If it makes sense to take poor pensioners out of the tax and benefit systems by raising taxation thresholds (or 'tax free allowances'), then why does it also make sense to abolish the 10% rate of income tax and to make a larger number of low income families more benefit-dependent (as opposed to taking them out of the system as well)?

Likewise, why are poor single people in work having part of their meagre wealth redistributed by this budget to wealthier members of society?

And why are tax credits called tax credits when they are not automatically delivered as a credit against tax and instead have to be claimed like a benefit?

And why is an allegedly social-democratic government cutting corporation tax? Something, one imagines, to do with Tories - and nothing to do with the left.

Friday, March 09, 2007

Sugaring the pill: Is it really racism which has left Lord Levy, Blair's Little Drummer Boy, out in the cold over cash for honours?

Today a strange PR campign started in which friends and associates of Lord Levy (well his local rabbi and Alan Sugar at any rate) started talking up the notion of a racist witch hunt against Blair's tennis partner, chief fundraiser and Middle East envoy extraordinaire .

I use the term extraodinary advisedly, if only in the sense that his embassy appears to have achieved precisely nothing during one of the most volatile periods in modern Middle Eastern history - unless you count Jordan recently closing its border to Iraqi refugees.

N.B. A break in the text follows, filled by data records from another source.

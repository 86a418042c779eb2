//! Tabular CSV export for object-shaped values.
//!
//! [`to_csv`] renders an array of objects as a comma-separated table: the
//! header row comes from the first element's keys in source order, and each
//! element contributes one row. A single object renders as a header row plus
//! one value row. Cell values are JSON-encoded (strings stay quoted), and a
//! key missing from a later element renders as an empty cell.
//!
//! This is an export convenience, not a CSV dialect implementation; cells are
//! not additionally CSV-quoted beyond their JSON encoding.
//!
//! ## Examples
//!
//! ```rust
//! use json_recast::{json, to_csv};
//!
//! let value = json!([
//!     {"id": 1, "name": "Widget"},
//!     {"id": 2, "name": "Gadget"}
//! ]);
//! assert_eq!(to_csv(&value).unwrap(), "id,name\n1,\"Widget\"\n2,\"Gadget\"");
//! ```

use crate::{Error, Result, Value};

/// Renders an array of objects (or a single object) as CSV text.
///
/// # Errors
///
/// Returns [`Error::Unsupported`] when the value is a scalar, or an array
/// containing a non-object element. An empty array yields an empty string.
pub fn to_csv(value: &Value) -> Result<String> {
    match value {
        Value::Array(items) => {
            if items.is_empty() {
                return Ok(String::new());
            }
            let Value::Object(first) = &items[0] else {
                return Err(Error::unsupported("array elements must be objects"));
            };
            let headers: Vec<&String> = first.keys().collect();
            let mut lines = Vec::with_capacity(items.len() + 1);
            lines.push(
                headers
                    .iter()
                    .map(|h| h.as_str())
                    .collect::<Vec<_>>()
                    .join(","),
            );
            for item in items {
                let Value::Object(map) = item else {
                    return Err(Error::unsupported("array elements must be objects"));
                };
                let row: Vec<String> = headers
                    .iter()
                    .map(|h| map.get(h.as_str()).map(Value::to_string).unwrap_or_default())
                    .collect();
                lines.push(row.join(","));
            }
            Ok(lines.join("\n"))
        }
        Value::Object(map) => {
            let headers: Vec<String> = map.keys().cloned().collect();
            let row: Vec<String> = map.values().map(Value::to_string).collect();
            Ok(format!("{}\n{}", headers.join(","), row.join(",")))
        }
        _ => Err(Error::unsupported("value must be an array or object")),
    }
}

#[cfg(test)]
mod tests {
    use super::*;
    use crate::json;

    #[test]
    fn test_array_of_objects() {
        let value = json!([
            {"id": 1, "active": true},
            {"id": 2, "active": false}
        ]);
        assert_eq!(to_csv(&value).unwrap(), "id,active\n1,true\n2,false");
    }

    #[test]
    fn test_headers_come_from_first_element() {
        let value = json!([
            {"id": 1, "name": "Widget"},
            {"id": 2, "price": 9.99}
        ]);
        // "price" is not a header; missing "name" renders empty
        assert_eq!(to_csv(&value).unwrap(), "id,name\n1,\"Widget\"\n2,");
    }

    #[test]
    fn test_single_object() {
        let value = json!({"id": 1, "name": "Widget"});
        assert_eq!(to_csv(&value).unwrap(), "id,name\n1,\"Widget\"");
    }

    #[test]
    fn test_empty_array_is_empty_text() {
        assert_eq!(to_csv(&json!([])).unwrap(), "");
    }

    #[test]
    fn test_container_cells_render_minified() {
        let value = json!([{"id": 1, "tags": ["a", "b"]}]);
        assert_eq!(to_csv(&value).unwrap(), "id,tags\n1,[\"a\",\"b\"]");
    }

    #[test]
    fn test_unsupported_shapes() {
        assert!(matches!(to_csv(&json!(42)), Err(Error::Unsupported(_))));
        assert!(matches!(to_csv(&json!("x")), Err(Error::Unsupported(_))));
        assert!(matches!(
            to_csv(&json!([1, 2])),
            Err(Error::Unsupported(_))
        ));
        assert!(matches!(
            to_csv(&json!([{"a": 1}, 2])),
            Err(Error::Unsupported(_))
        ));
    }
}
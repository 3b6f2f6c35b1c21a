//! Command implementations and the shared pieces they need.

pub mod cart;
pub mod catalog;
pub mod migrate;

use std::sync::Arc;

use basket_cart::remote::{MemoryCartStore, PgCartStore, RestCartStore};
use basket_cart::{
    CartConfig, Catalog, CatalogError, RemoteBackend, RemoteCartStore, StoreError, db,
};
use basket_core::ItemId;
use thiserror::Error;

/// Errors that can occur while running a command.
#[derive(Debug, Error)]
pub enum CliError {
    /// Catalog could not be loaded.
    #[error("Catalog error: {0}")]
    Catalog(#[from] CatalogError),

    /// Database connection error.
    #[error("Database connection error: {0}")]
    Database(#[from] sqlx::Error),

    /// A migration failed.
    #[error("Migration error: {0}")]
    Migration(#[from] sqlx::migrate::MigrateError),

    /// REST base URL could not be joined with the table path.
    #[error("Invalid REST URL: {0}")]
    RestUrl(#[from] url::ParseError),

    /// The cart store's worker stopped unexpectedly.
    #[error("Cart store error: {0}")]
    Store(#[from] StoreError),

    /// The command needs a different backend.
    #[error("This command requires CART_REMOTE=postgres (configured: {0})")]
    RequiresPostgres(&'static str),

    /// The item id is not in the catalog.
    #[error("Unknown catalog item: {0}")]
    UnknownItem(ItemId),

    /// The persisted cart could not be loaded, so changing it would overwrite it blindly.
    #[error("Failed to load persisted cart: {0}")]
    LoadFailed(String),

    /// Output serialization failed.
    #[error("Output error: {0}")]
    Output(#[from] serde_json::Error),
}

/// Load the configured catalog, or the bundled one.
pub fn load_catalog(config: &CartConfig) -> Result<Catalog, CatalogError> {
    match &config.catalog_path {
        Some(path) => {
            tracing::debug!(path = %path.display(), "Loading catalog from file");
            Catalog::from_path(path)
        }
        None => Catalog::builtin(),
    }
}

/// Connect to the configured remote cart store.
pub async fn connect_remote(config: &CartConfig) -> Result<Arc<dyn RemoteCartStore>, CliError> {
    let remote: Arc<dyn RemoteCartStore> = match &config.remote {
        RemoteBackend::Memory => {
            tracing::warn!("Using in-memory cart storage; changes are lost when the command exits");
            Arc::new(MemoryCartStore::new())
        }
        RemoteBackend::Postgres { database_url } => {
            tracing::info!("Connecting to cart database...");
            let pool = db::create_pool(database_url).await?;
            Arc::new(PgCartStore::new(pool))
        }
        RemoteBackend::Rest { base_url, api_key } => {
            Arc::new(RestCartStore::new(base_url, api_key.clone())?)
        }
    };
    Ok(remote)
}
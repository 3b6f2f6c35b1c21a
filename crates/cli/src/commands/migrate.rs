//! Database migration command.
//!
//! # Usage
//!
//! ```bash
//! CART_REMOTE=postgres basket-cli migrate
//! ```
//!
//! # Environment Variables
//!
//! - `CART_DATABASE_URL` - `PostgreSQL` connection string (falls back to `DATABASE_URL`)
//!
//! # Migration Files
//!
//! `crates/cart/migrations/`

use basket_cart::{CartConfig, RemoteBackend, db};

use super::CliError;

/// Run cart database migrations.
pub async fn run(config: &CartConfig) -> Result<(), CliError> {
    let RemoteBackend::Postgres { database_url } = &config.remote else {
        return Err(CliError::RequiresPostgres(config.remote.name()));
    };

    tracing::info!("Connecting to cart database...");
    let pool = db::create_pool(database_url).await?;

    tracing::info!("Running cart migrations...");
    db::run_migrations(&pool).await?;

    tracing::info!("Cart migrations complete!");
    Ok(())
}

Sugar talked of Levy's 'blind loyalty' and in an intentionally homespun, halting and bonhomie-laced performance stuttered confusedly and contrivedly about how he couldn't really see what Lord Levy got out of this personally - I mean he opined its not like he's making lots of money out of this or anything.*

Interviewing Sugar on the issue on this morning's Radio 4 Today Programme, John Humphrey's mentioned the whole Middle East envoy thing - which if nothing else gets one regular stays down at the Dead Sea spas courtesy of the Hashemite Kingdom of Jordan**. Sugar didn't seem convinced that this role was of any significance in what was, on reflection, the most believable part of his interview - after all noone in the Middle East believes that Levy's role as an envoy should be taken seriously either.

That said this hasn't stopped him accompanying 'wor Tone' (as he is rarely known in his North East English parliamentary constituency) to the region on an alleged trip of great diplomatic importance as recently as December 2006.

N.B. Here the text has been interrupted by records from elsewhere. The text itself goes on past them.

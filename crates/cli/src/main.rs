//! Basket CLI - migrations, catalog browsing, and cart management.
//!
//! # Usage
//!
//! ```bash
//! # Create the cart schema (CART_REMOTE=postgres)
//! basket-cli migrate
//!
//! # Browse the catalog
//! basket-cli catalog list --category Dairy --sort price-asc
//! basket-cli catalog list --search cheese --promo-only
//! basket-cli catalog categories
//!
//! # Inspect and change a user's persisted cart
//! basket-cli cart show --user 6f1c1b7e-2a7c-4b8e-9f59-0c4d0e6b1a11
//! basket-cli cart add --user 6f1c1b7e-2a7c-4b8e-9f59-0c4d0e6b1a11 --item 1 --qty 3
//! basket-cli cart set --user 6f1c1b7e-2a7c-4b8e-9f59-0c4d0e6b1a11 --item 1 --qty 2
//! basket-cli cart remove --user 6f1c1b7e-2a7c-4b8e-9f59-0c4d0e6b1a11 --item 1
//! basket-cli cart clear --user 6f1c1b7e-2a7c-4b8e-9f59-0c4d0e6b1a11
//! ```
//!
//! # Commands
//!
//! - `migrate` - Run cart database migrations
//! - `catalog` - List and filter catalog items
//! - `cart` - Drive a user's cart through the cart store

#![cfg_attr(not(test), forbid(unsafe_code))]

use basket_cart::CartConfig;
use basket_core::{ItemId, UserId};
use clap::{Parser, Subcommand, ValueEnum};
use rust_decimal::Decimal;
use sentry::integrations::tracing as sentry_tracing;
use tracing_subscriber::{layer::SubscriberExt, util::SubscriberInitExt};

mod commands;

#[derive(Parser)]
#[command(name = "basket-cli")]
#[command(author, version, about = "Basket CLI tools")]
struct Cli {
    #[command(subcommand)]
    command: Commands,
}

#[derive(Subcommand)]
enum Commands {
    /// Run cart database migrations
    Migrate,
    /// Browse the catalog
    Catalog {
        #[command(subcommand)]
        action: CatalogAction,
    },
    /// Inspect or change a user's cart
    Cart {
        #[command(subcommand)]
        action: CartAction,
    },
}

#[derive(Subcommand)]
enum CatalogAction {
    /// List items, optionally filtered and sorted
    List {
        /// Case-insensitive name search
        #[arg(short, long)]
        search: Option<String>,

        /// Exact category name
        #[arg(short, long)]
        category: Option<String>,

        /// Minimum unit price (inclusive)
        #[arg(long)]
        min_price: Option<Decimal>,

        /// Maximum unit price (inclusive)
        #[arg(long)]
        max_price: Option<Decimal>,

        /// Only items with a promotional badge
        #[arg(long)]
        promo_only: bool,

        /// Sort order
        #[arg(long, value_enum, default_value_t = SortArg::Default)]
        sort: SortArg,
    },
    /// List categories
    Categories,
}

#[derive(Subcommand)]
enum CartAction {
    /// Show the persisted cart with totals
    Show {
        #[arg(short, long)]
        user: UserId,

        /// Print totals and sync status as JSON
        #[arg(long)]
        json: bool,
    },
    /// Add units of an item
    Add {
        #[arg(short, long)]
        user: UserId,

        #[arg(short, long)]
        item: i32,

        #[arg(short, long, default_value_t = 1)]
        qty: u32,
    },
    /// Set an item's quantity (0 or less removes it)
    Set {
        #[arg(short, long)]
        user: UserId,

        #[arg(short, long)]
        item: i32,

        #[arg(short, long, allow_negative_numbers = true)]
        qty: i64,
    },
    /// Remove an item
    Remove {
        #[arg(short, long)]
        user: UserId,

        #[arg(short, long)]
        item: i32,
    },
    /// Empty the cart
    Clear {
        #[arg(short, long)]
        user: UserId,
    },
}

#[derive(Clone, Copy, ValueEnum)]
enum SortArg {
    Default,
    PriceAsc,
    PriceDesc,
    DiscountFirst,
}

/// Initialize Sentry error tracking and return guard that must be kept alive.
fn init_sentry(config: &CartConfig) -> Option<sentry::ClientInitGuard> {
    let dsn = config.sentry_dsn.as_ref()?;

    let guard = sentry::init((
        dsn.as_str(),
        sentry::ClientOptions {
            release: sentry::release_name!(),
            environment: config
                .sentry_environment
                .clone()
                .map(std::borrow::Cow::Owned),
            attach_stacktrace: true,
            ..Default::default()
        },
    ));

    tracing::info!("Sentry initialized");
    Some(guard)
}

/// Filter tracing events to Sentry event types.
fn sentry_event_filter(metadata: &tracing::Metadata<'_>) -> sentry_tracing::EventFilter {
    match *metadata.level() {
        tracing::Level::ERROR | tracing::Level::WARN => sentry_tracing::EventFilter::Event,
        tracing::Level::INFO | tracing::Level::DEBUG => sentry_tracing::EventFilter::Breadcrumb,
        _ => sentry_tracing::EventFilter::Ignore,
    }
}

#[tokio::main]
async fn main() {
    // Load configuration from environment (needed for Sentry init)
    let config = match CartConfig::from_env() {
        Ok(config) => config,
        Err(e) => {
            tracing_subscriber::fmt::init();
            tracing::error!("Failed to load configuration: {e}");
            std::process::exit(1);
        }
    };

    // Initialize Sentry (must be done before tracing subscriber)
    let sentry_guard = init_sentry(&config);

    let env_filter = tracing_subscriber::EnvFilter::try_from_default_env()
        .unwrap_or_else(|_| "basket_cart=info,basket_cli=info".into());

    tracing_subscriber::registry()
        .with(env_filter)
        .with(tracing_subscriber::fmt::layer())
        .with(sentry_tracing::layer().event_filter(sentry_event_filter))
        .init();

    let cli = Cli::parse();

    if let Err(e) = run(cli, &config).await {
        tracing::error!("Command failed: {e}");
        // process::exit skips destructors, so flush Sentry explicitly
        drop(sentry_guard);
        std::process::exit(1);
    }
}

async fn run(cli: Cli, config: &CartConfig) -> Result<(), commands::CliError> {
    match cli.command {
        Commands::Migrate => commands::migrate::run(config).await?,
        Commands::Catalog { action } => match action {
            CatalogAction::List {
                search,
                category,
                min_price,
                max_price,
                promo_only,
                sort,
            } => {
                let query = basket_cart::CatalogQuery {
                    text: search,
                    category,
                    min_price,
                    max_price,
                    promo_only,
                    sort: sort.into(),
                };
                commands::catalog::list(config, &query)?;
            }
            CatalogAction::Categories => commands::catalog::categories(config)?,
        },
        Commands::Cart { action } => match action {
            CartAction::Show { user, json } => commands::cart::show(config, user, json).await?,
            CartAction::Add { user, item, qty } => {
                commands::cart::add(config, user, ItemId::new(item), qty).await?;
            }
            CartAction::Set { user, item, qty } => {
                commands::cart::set(config, user, ItemId::new(item), qty).await?;
            }
            CartAction::Remove { user, item } => {
                commands::cart::remove(config, user, ItemId::new(item)).await?;
            }
            CartAction::Clear { user } => commands::cart::clear(config, user).await?,
        },
    }
    Ok(())
}

impl From<SortArg> for basket_cart::CatalogSort {
    fn from(sort: SortArg) -> Self {
        match sort {
            SortArg::Default => Self::Default,
            SortArg::PriceAsc => Self::PriceAsc,
            SortArg::PriceDesc => Self::PriceDesc,
            SortArg::DiscountFirst => Self::DiscountFirst,
        }
    }
}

**[Note the British public purse never pays for Lord Levy's trips except when he is entertained by our Ambassador's according to ministers Kim Howells and Geoff Hoon in answers to questions by Mark Francois MP (Conservative) recorded in Hansard dated 19 Feb 2007].

*For the record here is Sugar's slightly sickening homily to the man who arguably has done more than anyone since Jonathan Aitken and Neil Hamilton to destroy trust in our political system:
'what's in it for Levy?' Sir Alan said on BBC Radio 4's Today programme.
"This is not a man who has lined his own pocket, this is not a man who has done some insider trading dealing or something like that in the stock market and has stolen from shareholders.
"This is a man who has blind devotion - I don't know why - to Tony Blair, blind loyalty for Tony Blair and has gone out and blagged people for money for the party.
"That to me is his worse [sic] crime."

I suppose that in the New Morality of New Labour that is OK then. And I suppose Lord Levy's crimes or misdemeanours may be slight alongside invading a country and destroying it as a functioning state on the basis that you have managed to convince some naive backbenchers and racist tories that you thought the country concerned, authoritarianism notwithstanding, might have a weapon that could threaten Cyprus in 45 minutes despite the fact that the name of the country didn't begin with 'Turk' and end in 'ey'.

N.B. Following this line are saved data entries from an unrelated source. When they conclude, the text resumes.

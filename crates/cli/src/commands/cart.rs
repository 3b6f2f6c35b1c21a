//! Cart commands.
//!
//! Each command opens a cart store against the configured remote, binds the
//! user (which loads their persisted cart), applies the change, and waits for
//! the sync worker to write it back before exiting.
//!
//! # Usage
//!
//! ```bash
//! basket-cli cart show --user <uuid> [--json]
//! basket-cli cart add --user <uuid> --item 1 --qty 3
//! basket-cli cart set --user <uuid> --item 1 --qty 2
//! basket-cli cart remove --user <uuid> --item 1
//! basket-cli cart clear --user <uuid>
//! ```

use std::sync::Arc;

use basket_cart::{CartConfig, CartSnapshot, CartStore, SyncStatus};
use basket_core::{ItemId, UserId};
use serde_json::json;

use super::{CliError, connect_remote, load_catalog};

/// Print a user's persisted cart.
pub async fn show(config: &CartConfig, user_id: UserId, as_json: bool) -> Result<(), CliError> {
    let store = open(config, user_id).await?;
    let snapshot = store.snapshot();
    let status = store.sync_status();
    store.shutdown().await?;

    if as_json {
        print_json(&snapshot, &status)?;
    } else {
        print_cart(&snapshot);
    }
    Ok(())
}

/// Add `quantity` units of an item.
pub async fn add(
    config: &CartConfig,
    user_id: UserId,
    item_id: ItemId,
    quantity: u32,
) -> Result<(), CliError> {
    let store = open(config, user_id).await?;
    if store.catalog().get(item_id).is_none() {
        return Err(CliError::UnknownItem(item_id));
    }

    if quantity == 1 {
        store.add_item_by_id(item_id);
    } else {
        let current = store.snapshot().quantity_of(item_id);
        store.set_quantity(item_id, i64::from(current) + i64::from(quantity));
    }
    finish(&store).await
}

/// Set an item's quantity.
pub async fn set(
    config: &CartConfig,
    user_id: UserId,
    item_id: ItemId,
    quantity: i64,
) -> Result<(), CliError> {
    let store = open(config, user_id).await?;
    if quantity > 0 && store.catalog().get(item_id).is_none() {
        return Err(CliError::UnknownItem(item_id));
    }
    store.set_quantity(item_id, quantity);
    finish(&store).await
}

/// Remove an item.
pub async fn remove(config: &CartConfig, user_id: UserId, item_id: ItemId) -> Result<(), CliError> {
    let store = open(config, user_id).await?;
    store.remove_item(item_id);
    finish(&store).await
}

/// Empty the cart.
pub async fn clear(config: &CartConfig, user_id: UserId) -> Result<(), CliError> {
    let store = open(config, user_id).await?;
    store.clear();
    finish(&store).await
}

/// Build a store, bind `user_id`, and wait for their cart to load.
async fn open(config: &CartConfig, user_id: UserId) -> Result<CartStore, CliError> {
    let catalog = Arc::new(load_catalog(config)?);
    let remote = connect_remote(config).await?;

    let store = CartStore::builder(catalog, remote)
        .sync_debounce(config.sync_debounce)
        .spawn();

    store.bind_user(Some(user_id));
    store.wait_idle().await?;

    if let Some(error) = store.sync_status().last_error {
        return Err(CliError::LoadFailed(error));
    }
    Ok(store)
}

/// Wait for the change to be written, report it, and stop the worker.
async fn finish(store: &CartStore) -> Result<(), CliError> {
    store.shutdown().await?;

    let status = store.sync_status();
    if let Some(error) = status.last_error {
        tracing::error!(error = %error, "Cart change was not persisted");
    } else {
        tracing::info!(syncs = status.successful_syncs, "Cart persisted");
    }

    print_cart(&store.snapshot());
    Ok(())
}

fn print_cart(snapshot: &CartSnapshot) {
    #[allow(clippy::print_stdout)]
    {
        if snapshot.is_empty() {
            println!("Cart is empty");
            return;
        }

        for line in &snapshot.lines {
            let mut row = format!(
                "{:>4}  {:<24} x{:<4} {:>10}",
                line.item_id().as_i32(),
                line.item.name,
                line.quantity,
                line.line_total()
            );
            if line.promo_applied() {
                row.push_str(&format!("  (was {})", line.original_line_total()));
            } else if let Some(missing) = line.units_until_promo() {
                row.push_str(&format!("  add {missing} more for the promo price"));
            }
            println!("{row}");
        }

        let totals = snapshot.totals();
        println!("Items: {}", totals.item_count);
        println!("Total: {}", totals.total);
        if totals.savings > rust_decimal::Decimal::ZERO {
            println!("Saved: {} (from {})", totals.savings, totals.original_total);
        }
    }
}

fn print_json(snapshot: &CartSnapshot, status: &SyncStatus) -> Result<(), CliError> {
    let lines: Vec<_> = snapshot
        .lines
        .iter()
        .map(|line| {
            json!({
                "item_id": line.item_id(),
                "name": line.item.name,
                "quantity": line.quantity,
                "line_total": line.line_total(),
                "promo_applied": line.promo_applied(),
            })
        })
        .collect();

    let output = json!({
        "lines": lines,
        "totals": snapshot.totals(),
        "sync": status,
    });

    #[allow(clippy::print_stdout)]
    {
        println!("{}", serde_json::to_string_pretty(&output)?);
    }
    Ok(())
}
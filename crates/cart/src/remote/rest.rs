//! HTTP remote store for PostgREST-style table APIs.
//!
//! Talks to a hosted table endpoint that exposes `cart_items` as
//! `/rest/v1/cart_items` with `column=eq.value` filters, authenticating with
//! an `apikey` header plus a bearer token.

use async_trait::async_trait;
use reqwest::{Client, Response};
use secrecy::{ExposeSecret, SecretString};
use serde::Deserialize;
use tracing::{debug, instrument};
use url::Url;

use basket_core::{ItemId, UserId};

use super::{PersistedCartRow, RemoteCartStore, RemoteError};

const TABLE_PATH: &str = "rest/v1/cart_items";

/// Columns returned by the fetch query.
#[derive(Debug, Deserialize)]
struct FetchedRow {
    product_id: ItemId,
    quantity: i32,
}

/// [`RemoteCartStore`] over a PostgREST-style HTTP API.
#[derive(Clone)]
pub struct RestCartStore {
    client: Client,
    table_url: Url,
    api_key: SecretString,
}

impl std::fmt::Debug for RestCartStore {
    fn fmt(&self, f: &mut std::fmt::Formatter<'_>) -> std::fmt::Result {
        f.debug_struct("RestCartStore")
            .field("table_url", &self.table_url.as_str())
            .field("api_key", &"[REDACTED]")
            .finish_non_exhaustive()
    }
}

impl RestCartStore {
    /// Create a client for the API rooted at `base_url`.
    ///
    /// # Errors
    ///
    /// Returns `url::ParseError` if the table path cannot be joined onto
    /// `base_url`.
    pub fn new(base_url: &Url, api_key: SecretString) -> Result<Self, url::ParseError> {
        let mut base = base_url.clone();
        if !base.path().ends_with('/') {
            base.set_path(&format!("{}/", base.path()));
        }
        Ok(Self {
            client: Client::new(),
            table_url: base.join(TABLE_PATH)?,
            api_key,
        })
    }

    /// URL filtering the table down to one user's rows.
    fn user_url(&self, user_id: UserId, select: Option<&str>) -> Url {
        let mut url = self.table_url.clone();
        {
            let mut query = url.query_pairs_mut();
            query.append_pair("user_id", &format!("eq.{user_id}"));
            if let Some(columns) = select {
                query.append_pair("select", columns);
            }
        }
        url
    }

    fn authorized(&self, request: reqwest::RequestBuilder) -> reqwest::RequestBuilder {
        let key = self.api_key.expose_secret();
        request.header("apikey", key).bearer_auth(key)
    }
}

/// Turn a non-success response into `RemoteError::Status`.
async fn check_status(response: Response) -> Result<Response, RemoteError> {
    let status = response.status();
    if status.is_success() {
        return Ok(response);
    }
    let body = response.text().await.unwrap_or_default();
    Err(RemoteError::Status {
        status: status.as_u16(),
        body,
    })
}

#[async_trait]
impl RemoteCartStore for RestCartStore {
    #[instrument(skip(self), fields(user_id = %user_id))]
    async fn fetch_rows(&self, user_id: UserId) -> Result<Vec<PersistedCartRow>, RemoteError> {
        let url = self.user_url(user_id, Some("product_id,quantity"));
        let response = self.authorized(self.client.get(url)).send().await?;
        let fetched: Vec<FetchedRow> = check_status(response)
            .await?
            .json()
            .await
            .map_err(|e| RemoteError::Decode(e.to_string()))?;

        debug!(count = fetched.len(), "Fetched persisted cart rows");
        Ok(fetched
            .into_iter()
            .map(|row| PersistedCartRow {
                user_id,
                item_id: row.product_id,
                quantity: row.quantity,
                updated_at: None,
            })
            .collect())
    }

    #[instrument(skip(self), fields(user_id = %user_id))]
    async fn delete_rows(&self, user_id: UserId) -> Result<(), RemoteError> {
        let url = self.user_url(user_id, None);
        let response = self.authorized(self.client.delete(url)).send().await?;
        check_status(response).await?;
        Ok(())
    }

    #[instrument(skip(self, rows), fields(count = rows.len()))]
    async fn insert_rows(&self, rows: &[PersistedCartRow]) -> Result<(), RemoteError> {
        if rows.is_empty() {
            return Ok(());
        }
        let response = self
            .authorized(self.client.post(self.table_url.clone()))
            .header("Prefer", "return=minimal")
            .json(rows)
            .send()
            .await?;
        check_status(response).await?;
        Ok(())
    }
}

But then again maybe you have to consider what, or who, after all Lord Levy was fundraising for. If you are Tony Blair's Middle East envoy you can hardly plead ignorance of the effects of his policies can you?

I suppose that explains why he might well have felt safer asking donors if they wanted a peerage, rather than asking them if they wanted the blood of 100,000 Iraqi civilians on their hands - ermine, after all, being so much nicer to the touch than gore.